その一方で、教員への負担が大きすぎることも問題です。教員の業務量は普段から多く、その上でICT教育について理解を深めることや、機器を使いこなすために勉強する時間を十分取ることは困難といえるでしょう。

 

文部科学省の調査(※1)によれば、公立学校の教師の1日の平均勤務時間は、小・中学校ともに11時間を超えます。これらは授業や授業の準備にあてられている時間であるため、教師がICT教育への理解を深めることが簡単ではない状況がみえてきます。

 

(※1)  文部科学省「令和元年度学校における教育の情報化の実態等に関する調査結果」より

 

 

子どもたちの安全性

ICT教育では、インターネットを積極的に活用します。そこで問題になるのが子どもたちの安全性です。子どもがパソコンやタブレットの使い方を覚えれば、教師や保護者の目が届かないところで危険にさらされる可能性があり、犯罪などのトラブルに巻き込まれることもあります。

 

例えば、SNSで知り合った人と実際に会って犯罪に巻き込まれることや、SNSに個人を特定できる情報を投稿してしまうこと、友達や他人にパスワードを教えてしまうことなどが考えられるでしょう。

 

ICT教育には大きなメリットがある反面、危険にさらされるデメリットもあります。そうしたことを理解して、生徒だけでなく、教師や保護者のITリテラシーの向上も重要なテーマとなるでしょう。

 

 

ICT教育への理解の不足

ここまで挙げた3つの課題は、すべてICT教育の重要性や、ICT教育の内容そのものへの理解不足から起こっているものといえます。

 

仮に、すべての自治体の関係者や教育者がICT教育の重要性を理解できれば、通信環境や情報端末の整備のための予算が後回しにされてしまうことも、地域や学校による大きな格差が生まれることもなくなるはずです。

 

また、内容そのものを理解できていない保護者も多くいるのが実情でしょう。

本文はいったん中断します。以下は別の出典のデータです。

//! Solution models.
//!
//! Solutions are returned by value and never mutated by the solvers
//! afterwards. Costs are always computed on the caller's original
//! matrix, before any maximization transform, padding or reduction.

use serde::{Deserialize, Serialize};
use std::collections::HashSet;

use super::{CostMatrix, DummyLine, HungarianStep, ModiStep, ProblemType, VamStep};

/// A one-to-one set of `(row, column)` pairs.
///
/// At most one pair per row and per column. Pairs are kept sorted by row.
#[derive(Debug, Clone, PartialEq, Eq, Default, Serialize, Deserialize)]
pub struct Assignment {
    pairs: Vec<(usize, usize)>,
}

impl Assignment {
    /// Creates an assignment from pairs (sorted by row on construction).
    pub fn new(mut pairs: Vec<(usize, usize)>) -> Self {
        pairs.sort_unstable();
        Self { pairs }
    }

    /// The pairs, sorted by row.
    pub fn pairs(&self) -> &[(usize, usize)] {
        &self.pairs
    }

    /// Number of pairs.
    pub fn len(&self) -> usize {
        self.pairs.len()
    }

    /// Whether there are no pairs.
    pub fn is_empty(&self) -> bool {
        self.pairs.is_empty()
    }

    /// Whether `(row, col)` is part of the assignment.
    pub fn contains(&self, row: usize, col: usize) -> bool {
        self.pairs.binary_search(&(row, col)).is_ok()
    }

    /// Column assigned to `row`.
    pub fn column_for(&self, row: usize) -> Option<usize> {
        self.pairs.iter().find(|p| p.0 == row).map(|p| p.1)
    }

    /// Row assigned to `col`.
    pub fn row_for(&self, col: usize) -> Option<usize> {
        self.pairs.iter().find(|p| p.1 == col).map(|p| p.0)
    }

    /// Whether no row or column appears twice.
    pub fn is_one_to_one(&self) -> bool {
        let mut rows = HashSet::new();
        let mut cols = HashSet::new();
        self.pairs
            .iter()
            .all(|&(r, c)| rows.insert(r) && cols.insert(c))
    }

    /// Sum of `costs[r][c]` over all pairs.
    pub fn cost(&self, costs: &CostMatrix) -> f64 {
        self.pairs.iter().map(|&(r, c)| costs.get(r, c)).sum()
    }
}

/// A recoverable irregularity observed during a solve.
#[derive(Debug, Clone, PartialEq, Serialize, Deserialize)]
pub enum SolveWarning {
    /// Every cell of the row is restricted; row reduction was skipped.
    AllCellsRestricted { row: usize },
    /// The zero-scan passes assigned fewer pairs than required.
    IncompleteExtraction { assigned: usize, required: usize },
    /// Pair chosen without a zero behind it.
    FallbackPair {
        row: usize,
        col: usize,
        restricted: bool,
    },
    /// Zero-allocation cells added to complete a degenerate basis.
    BasisCompleted { cells: Vec<(usize, usize)> },
}

/// Result of an assignment solve.
#[derive(Debug, Clone, PartialEq, Serialize, Deserialize)]
pub struct AssignmentSolution {
    /// Pairs between real rows and real columns.
    pub assignment: Assignment,
    /// Pairs involving a dummy row or column (indices in the squared matrix).
    pub dummy_pairs: Vec<(usize, usize)>,
    /// Sum of original costs over `assignment`.
    pub total_cost: f64,
    /// Objective direction the problem was solved for.
    pub problem_type: ProblemType,
    /// Number of real rows.
    pub rows: usize,
    /// Number of real columns.
    pub cols: usize,
    /// Number of adjust iterations performed.
    pub iterations: usize,
    /// Recoverable irregularities.
    pub warnings: Vec<SolveWarning>,
    /// Intermediate states (empty unless step recording is enabled).
    pub steps: Vec<HungarianStep>,
}

impl AssignmentSolution {
    /// Whether the solve finished without any warning.
    pub fn is_clean(&self) -> bool {
        self.warnings.is_empty()
    }

    /// Label of a row: `1, 2, ...`, or `Dummy k` past the real rows.
    pub fn row_label(&self, row: usize) -> String {
        if row < self.rows {
            (row + 1).to_string()
        } else {
            format!("Dummy {}", row - self.rows + 1)
        }
    }

    /// Label of a column: `A, B, ..., Z, AA, ...`, or `Dummy k` past the
    /// real columns.
    pub fn col_label(&self, col: usize) -> String {
        if col < self.cols {
            column_letters(col)
        } else {
            format!("Dummy {}", col - self.cols + 1)
        }
    }

    /// One line per real pair, e.g. `1 -> B`.
    pub fn summary(&self) -> Vec<String> {
        self.assignment
            .pairs()
            .iter()
            .map(|&(r, c)| format!("{} -> {}", self.row_label(r), self.col_label(c)))
            .collect()
    }
}

fn column_letters(mut col: usize) -> String {
    let mut letters = Vec::new();
    loop {
        letters.push(b'A' + (col % 26) as u8);
        if col < 26 {
            break;
        }
        col = col / 26 - 1;
    }
    letters.reverse();
    String::from_utf8_lossy(&letters).into_owned()
}

/// Quantities shipped from each source to each destination (m × n).
#[derive(Debug, Clone, PartialEq, Default, Serialize, Deserialize)]
pub struct Allocation {
    cells: Vec<Vec<f64>>,
}

impl Allocation {
    /// Creates an all-zero allocation.
    pub fn zeros(rows: usize, cols: usize) -> Self {
        Self {
            cells: vec![vec![0.0; cols]; rows],
        }
    }

    /// Creates an allocation from row vectors.
    pub fn new(cells: Vec<Vec<f64>>) -> Self {
        Self { cells }
    }

    /// Number of sources.
    pub fn rows(&self) -> usize {
        self.cells.len()
    }

    /// Number of destinations.
    pub fn cols(&self) -> usize {
        self.cells.first().map_or(0, Vec::len)
    }

    /// Quantity at `(row, col)`.
    #[inline]
    pub fn get(&self, row: usize, col: usize) -> f64 {
        self.cells[row][col]
    }

    /// Sets the quantity at `(row, col)`.
    #[inline]
    pub fn set(&mut self, row: usize, col: usize, quantity: f64) {
        self.cells[row][col] = quantity;
    }

    /// Adds `delta` to `(row, col)`.
    #[inline]
    pub fn add(&mut self, row: usize, col: usize, delta: f64) {
        self.cells[row][col] += delta;
    }

    /// All rows.
    pub fn as_rows(&self) -> &[Vec<f64>] {
        &self.cells
    }

    /// Consumes the allocation and returns its rows.
    pub fn into_rows(self) -> Vec<Vec<f64>> {
        self.cells
    }

    /// Quantity shipped per source.
    pub fn row_sums(&self) -> Vec<f64> {
        self.cells.iter().map(|r| r.iter().sum()).collect()
    }

    /// Quantity received per destination.
    pub fn column_sums(&self) -> Vec<f64> {
        (0..self.cols())
            .map(|c| self.cells.iter().map(|r| r[c]).sum())
            .collect()
    }

    /// Cells with quantity above `epsilon`, row-major.
    pub fn basic_cells(&self, epsilon: f64) -> Vec<(usize, usize)> {
        let mut cells = Vec::new();
        for (r, row) in self.cells.iter().enumerate() {
            for (c, &q) in row.iter().enumerate() {
                if q > epsilon {
                    cells.push((r, c));
                }
            }
        }
        cells
    }

    /// Total shipping cost `Σ allocation[i][j] * costs[i][j]`.
    pub fn cost(&self, costs: &CostMatrix) -> f64 {
        let mut total = 0.0;
        for (r, row) in self.cells.iter().enumerate() {
            for (c, &q) in row.iter().enumerate() {
                total += q * costs.get(r, c);
            }
        }
        total
    }

    /// Returns a copy without row `row`.
    pub fn without_row(&self, row: usize) -> Self {
        let mut cells = self.cells.clone();
        if row < cells.len() {
            cells.remove(row);
        }
        Self { cells }
    }

    /// Returns a copy without column `col`.
    pub fn without_column(&self, col: usize) -> Self {
        Self {
            cells: self
                .cells
                .iter()
                .map(|r| {
                    let mut r = r.clone();
                    if col < r.len() {
                        r.remove(col);
                    }
                    r
                })
                .collect(),
        }
    }

    /// Returns a copy with the synthetic line removed.
    pub fn without_dummy(&self, dummy: Option<&DummyLine>) -> Self {
        match dummy {
            Some(DummyLine::Source { index, .. }) => self.without_row(*index),
            Some(DummyLine::Destination { index, .. }) => self.without_column(*index),
            None => self.clone(),
        }
    }
}

/// Result of a transportation solve.
#[derive(Debug, Clone, PartialEq, Serialize, Deserialize)]
pub struct TransportationSolution {
    /// Optimal allocation on the caller's sources and destinations.
    pub allocation: Allocation,
    /// Cost of `allocation` on the original costs.
    pub total_cost: f64,
    /// VAM starting allocation (dummy line stripped).
    pub initial_allocation: Allocation,
    /// Cost of `initial_allocation`.
    pub initial_cost: f64,
    /// Synthetic line added to balance the problem, if any.
    pub dummy: Option<DummyLine>,
    /// Number of MODI pivots.
    pub iterations: usize,
    /// Recoverable irregularities.
    pub warnings: Vec<SolveWarning>,
    /// VAM rounds (empty unless step recording is enabled).
    pub vam_steps: Vec<VamStep>,
    /// MODI pivots (empty unless step recording is enabled).
    pub modi_steps: Vec<ModiStep>,
}

impl TransportationSolution {
    /// Cost saved by MODI over the VAM starting solution.
    pub fn improvement(&self) -> f64 {
        self.initial_cost - self.total_cost
    }
}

ICT教育には、広く報道されたようなプログラミング教育も含まれますが、プログラミングやITリテラシーに関する授業が中心ではありません。

 

例えば、ICTによって実現された新たな教育として「反転学習」があります。簡単にいえば、課題を生徒に与え、自宅学習で考えた結果を次の授業で発表するもので、答えにたどり着くにはさまざまな方法があることや、答えがひとつではないことを学びます。

 

こうした反転学習は2021年4月からすでに始まっていますが、多くの人が知らないのが現状です。ICT教育を受けた子どもたちが親世代になるまでにはまだまだ時間がかかります。ICT教育とはどのようなものか、教育現場でどのような変化が起こっているかを、大人たちも興味を持って知っていく必要があるでしょう。

 

まとめ

ICT教育は、明治維新以来150年ぶりの教育の大改革といわれています。すでに先進的な学校では電子黒板が導入され、生徒は1人1台のコンピューター端末を使って授業を行っており、黒板とノートという従来の風景は一変しました。

 

変わっていくのは授業の風景だけではありません。自分で考えたことをネットワークに接続した自身のコンピューター端末で発表したり、小学生のうちからプログラミング思考を身につけたりするなど、教育そのものにも小さくない変化が訪れています。

 

そうしたICT教育を受けて育った子どもたちが大人になったとき、諸外国に遅れをとってきた日本人のIT・ICTへの理解は飛躍的に高まるはずです。今後、より一層のICT教育環境の整備と、大人たちの理解が必要となるでしょう。